Lau B H, Lin M I, Sung T C, Wei C P, Peng H L, Lee C C
Department of Pediatrics Shin Kong Wu Ho Su Memorial Hospital, Taipei, Taiwan, R.O.C.
Zhonghua Min Guo Xiao Er Ke Yi Xue Hui Za Zhi. 1998 Jan-Feb;39(1):48-50.
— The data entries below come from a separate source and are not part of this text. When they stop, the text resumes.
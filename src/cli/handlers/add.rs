// src/cli/handlers/add.rs

use anyhow::{Result, anyhow};
use clap::Parser;
use colored::*;
use dialoguer::{Input, theme::ColorfulTheme};

use crate::{
    cli::handlers::commons,
    constants::EXAMPLE_SCRIPT_NAME,
    models::{Entry, normalize_interpreter},
    state::AppContext,
};

#[derive(Parser, Debug, Default)]
#[command(no_binary_name = true, about = "Registers a new script.")]
struct AddArgs {
    /// Display name. Defaults to the next free 'New Script' name.
    name: Option<String>,

    /// Path to the script file. Prompted for if omitted.
    source: Option<String>,

    /// Interpreter inside a virtual environment.
    #[arg(long, short)]
    interpreter: Option<String>,
}

/// Registers a new entry. A missing name becomes the next free default name.
pub fn handle(args: Vec<String>, ctx: &mut AppContext) -> Result<()> {
    let add_args = AddArgs::try_parse_from(&args)?;

    let name = add_args
        .name
        .map(|n| n.trim().to_string())
        .unwrap_or_else(|| ctx.registry.next_default_name());
    if name.is_empty() {
        return Err(anyhow!(t!("error.empty_name")));
    }
    if ctx.registry.contains(&name) {
        return Err(anyhow!(t!("add.error.name_taken"), name = name));
    }

    let raw_source = match add_args.source {
        Some(source) => source,
        None => {
            let example = ctx.paths.example_dir().join(EXAMPLE_SCRIPT_NAME);
            Input::with_theme(&ColorfulTheme::default())
                .with_prompt(t!("add.prompt.source"))
                .default(example.display().to_string())
                .interact_text()?
        }
    };
    let source = commons::absolutize(&raw_source);
    if !source.is_file() || !ctx.settings.is_script_file(&source) {
        eprintln!(
            "\n{}",
            format!(t!("common.warning.not_a_script"), path = source.display()).yellow()
        );
    }

    let mut entry = Entry::new(name, source);
    if let Some(raw) = add_args.interpreter {
        if normalize_interpreter(&raw).is_some() {
            entry = entry.with_interpreter(commons::absolutize(&raw));
        }
    }

    ctx.registry.add(entry.clone())?;

    commons::print_success(&format!(t!("add.success"), name = entry.name.cyan()));
    println!("  {}  {}", entry.source_label().dimmed(), entry.interpreter_label().dimmed());
    Ok(())
}
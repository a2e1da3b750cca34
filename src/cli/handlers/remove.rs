// src/cli/handlers/remove.rs

use anyhow::Result;
use clap::Parser;
use colored::*;
use dialoguer::{Confirm, theme::ColorfulTheme};

use crate::{cli::handlers::commons, state::AppContext};

#[derive(Parser, Debug, Default)]
#[command(no_binary_name = true, about = "Removes a script from the registry. The file itself is kept.")]
struct RemoveArgs {
    /// Name of the script. Prompted for if omitted.
    name: Option<String>,
    /// Skip the confirmation prompt.
    #[arg(long, short)]
    yes: bool,
}

/// Removes an entry after confirmation. The script file is kept.
pub fn handle(args: Vec<String>, ctx: &mut AppContext) -> Result<()> {
    let remove_args = RemoveArgs::try_parse_from(&args)?;
    let entry = commons::resolve_entry(ctx, remove_args.name)?;

    if !remove_args.yes
        && !Confirm::with_theme(&ColorfulTheme::default())
            .with_prompt(format!(t!("remove.prompt.confirm"), name = entry.name))
            .default(false)
            .interact()?
    {
        println!("\n{}", t!("common.info.operation_cancelled"));
        return Ok(());
    }

    if !ctx.registry.remove(&entry)? {
        ctx.registry.load()?;
        println!(
            "\n{}",
            format!(t!("remove.info.already_gone"), name = entry.name).yellow()
        );
        return Ok(());
    }

    commons::print_success(&format!(t!("remove.success"), name = entry.name.cyan()));
    println!(
        "  {}",
        format!(t!("remove.info.file_kept"), path = entry.source.display()).dimmed()
    );
    Ok(())
}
Intramedullary spinal cord astrocytoma in infants is relatively uncommon. Its occurrence is usually confined to the cervical and cervicothoracic regions. In this paper, we report on the case of a 4-month old male infant with low grade holocord intramedullary spinal cord astrocytoma. He had developed progressive weakness of the lower extremities over a month period. Neurological examination revealed flaccid paraplegia as well as complete loss of all modalities of sensation below the T10 level. MRI revealed a large intramedullary mass which was found to be an intramedullary astrocytoma at surgery. This case report presents the clinical features, radiographic findings, and treatment and outcome for this patient together with a review of relevant literature.
婴儿脊髓内星形细胞瘤相对少见。其发病通常局限于颈段和颈胸段。在本文中,我们报告了一例4个月大的男性婴儿,患有低度全脊髓脊髓内星形细胞瘤。他在一个月内出现了下肢进行性无力。神经系统检查显示弛缓性截瘫以及T10水平以下所有感觉完全丧失。MRI显示一个大的脊髓内肿块,手术中发现为脊髓内星形细胞瘤。本病例报告介绍了该患者的临床特征、影像学表现、治疗及结果,并对相关文献进行了综述。